En voulez-vous de bien curieux exemples ? Il ne s’agit plus seulement ici du duc d’Enghien, il s’agit des idées que Napoléon se faisait de la destinée de l’homme en général et particulièrement de la sienne. Nous ne sommes plus aux Tuileries ou dans la retraite de la Malmaison ; nous n’avons plus affaire aux personnages de la cour, à Joséphine qui se désole, aux groupes silencieux qui se réservent, à ceux qui désapprouvent le crime ou à ceux qui répètent le mot cynique de Fouché : c’est plus qu’un crime, c’est une faute. Transportons-nous en Allemagne, au milieu des immenses opérations de la guerre de 1805. De très grandes choses ont déjà été faites, de plus grandes encore se préparent.
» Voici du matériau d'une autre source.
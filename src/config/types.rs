//! Configuration types for the reconciliation engine.
//!
//! This module contains the strongly-typed configuration structures that
//! are deserialized from YAML configuration files. Every section has a
//! default matching the files shipped in `config/default/`.

use serde::Deserialize;

use crate::error::{EngineError, EngineResult};
use crate::models::{ClockTime, Slot, SlotValues, TimeWindow};

/// Limits on the requested date range.
#[derive(Debug, Clone, Copy, PartialEq, Eq, Deserialize)]
pub struct RangeConfig {
    /// Maximum number of dates a single run may cover.
    #[serde(default = "default_max_days")]
    pub max_days: u32,
}

fn default_max_days() -> u32 {
    366
}

impl Default for RangeConfig {
    fn default() -> Self {
        Self {
            max_days: default_max_days(),
        }
    }
}

/// Lateness switches.
#[derive(Debug, Clone, Copy, Default, PartialEq, Eq, Deserialize)]
pub struct LatenessConfig {
    /// When true, slots filled from an out-of-office record or fix log never
    /// count as late.
    #[serde(default)]
    pub exempt_backfilled: bool,
}

/// Remark switches.
#[derive(Debug, Clone, Copy, Default, PartialEq, Eq, Deserialize)]
pub struct RemarksConfig {
    /// When true, an approved out-of-office record, compensatory day off or
    /// fix log also suppresses the `Absent` remark.
    #[serde(default)]
    pub absent_suppressed_by_any_exception: bool,
    /// Whether to add the `File a locator` hint on partially punched days.
    /// Off unless asked for.
    #[serde(default)]
    pub suggest_locator: bool,
}

/// Settings for the range totals.
#[derive(Debug, Clone, Copy, PartialEq, Eq, Deserialize)]
pub struct TotalsConfig {
    /// Minutes in one working day, used to express lateness in days.
    #[serde(default = "default_minutes_per_day")]
    pub minutes_per_day: u32,
}

fn default_minutes_per_day() -> u32 {
    480
}

impl Default for TotalsConfig {
    fn default() -> Self {
        Self {
            minutes_per_day: default_minutes_per_day(),
        }
    }
}

/// The `engine.yaml` file structure.
#[derive(Debug, Clone, Default, Deserialize)]
pub struct EngineFile {
    /// Range limits.
    #[serde(default)]
    pub range: RangeConfig,
    /// Lateness switches.
    #[serde(default)]
    pub lateness: LatenessConfig,
    /// Remark switches.
    #[serde(default)]
    pub remarks: RemarksConfig,
    /// Totals settings.
    #[serde(default)]
    pub totals: TotalsConfig,
}

/// The `windows.yaml` file structure.
#[derive(Debug, Clone, Deserialize)]
pub struct WindowsFile {
    /// Punch windows for active slots without an explicit window.
    pub fallback_windows: SlotValues<TimeWindow>,
}

/// The punch windows used when a shift leaves a slot's window unset.
pub fn default_fallback_windows() -> SlotValues<TimeWindow> {
    let window = |start: (u32, u32), end: (u32, u32)| {
        TimeWindow::new(
            ClockTime::from_hm(start.0, start.1).unwrap_or(ClockTime::MIDNIGHT),
            ClockTime::from_hm(end.0, end.1).unwrap_or(ClockTime::MIDNIGHT),
        )
    };
    SlotValues {
        am_in: window((4, 0), (11, 59)),
        am_out: window((11, 0), (12, 30)),
        pm_in: window((12, 31), (14, 0)),
        pm_out: window((14, 1), (23, 59)),
    }
}

/// Complete engine configuration.
///
/// # Example
///
/// ```
/// use dtr_engine::config::EngineConfig;
///
/// let config = EngineConfig::default();
/// assert_eq!(config.range.max_days, 366);
/// assert_eq!(config.totals.minutes_per_day, 480);
/// assert!(config.validate().is_ok());
/// ```
#[derive(Debug, Clone, PartialEq, Eq)]
pub struct EngineConfig {
    /// Range limits.
    pub range: RangeConfig,
    /// Lateness switches.
    pub lateness: LatenessConfig,
    /// Remark switches.
    pub remarks: RemarksConfig,
    /// Totals settings.
    pub totals: TotalsConfig,
    /// Fallback punch windows per slot.
    pub fallback_windows: SlotValues<TimeWindow>,
}

impl Default for EngineConfig {
    fn default() -> Self {
        Self {
            range: RangeConfig::default(),
            lateness: LatenessConfig::default(),
            remarks: RemarksConfig::default(),
            totals: TotalsConfig::default(),
            fallback_windows: default_fallback_windows(),
        }
    }
}

impl EngineConfig {
    /// Combines the two configuration files.
    pub fn from_files(engine: EngineFile, windows: WindowsFile) -> Self {
        Self {
            range: engine.range,
            lateness: engine.lateness,
            remarks: engine.remarks,
            totals: engine.totals,
            fallback_windows: windows.fallback_windows,
        }
    }

    /// Checks values the engine cannot work with.
    ///
    /// # Errors
    ///
    /// Returns [`EngineError::InvalidConfig`] for a zero range cap, a zero
    /// working-day length, or a fallback window whose start is after its end.
    pub fn validate(&self) -> EngineResult<()> {
        if self.range.max_days == 0 {
            return Err(EngineError::InvalidConfig {
                field: "range.max_days".to_string(),
                message: "must be at least 1".to_string(),
            });
        }
        if self.totals.minutes_per_day == 0 {
            return Err(EngineError::InvalidConfig {
                field: "totals.minutes_per_day".to_string(),
                message: "must be at least 1".to_string(),
            });
        }
        for slot in Slot::ALL {
            let window = self.fallback_windows.get(slot);
            if !window.is_ordered() {
                return Err(EngineError::InvalidConfig {
                    field: format!("fallback_windows.{}", slot_key(slot)),
                    message: format!("window {} starts after it ends", window),
                });
            }
        }
        Ok(())
    }
}

fn slot_key(slot: Slot) -> &'static str {
    match slot {
        Slot::AmIn => "am_in",
        Slot::AmOut => "am_out",
        Slot::PmIn => "pm_in",
        Slot::PmOut => "pm_out",
    }
}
Dans cette gigantesque mêlée, lorsque tant d’affaires, tant d’ordres, tant de détails, réclament à toute minute la vigilance du chef, si nous voyons les mêmes pensées relatives au destin et aux nécessités tragiques de la vie reparaître dans l’esprit de Napoléon, croirons-nous encore qu’il continue déjouer un rôle ? Ne serons-nous pas obligés de reconnaître que la persistance de ces idées révèle une préoccupation profonde, une émotion poignante, un trouble enfin, un trouble qui lui fait honneur et qui ne nous permet plus de répéter le vers du poète :

Rien d’humain ne battait sous son épaisse armure ?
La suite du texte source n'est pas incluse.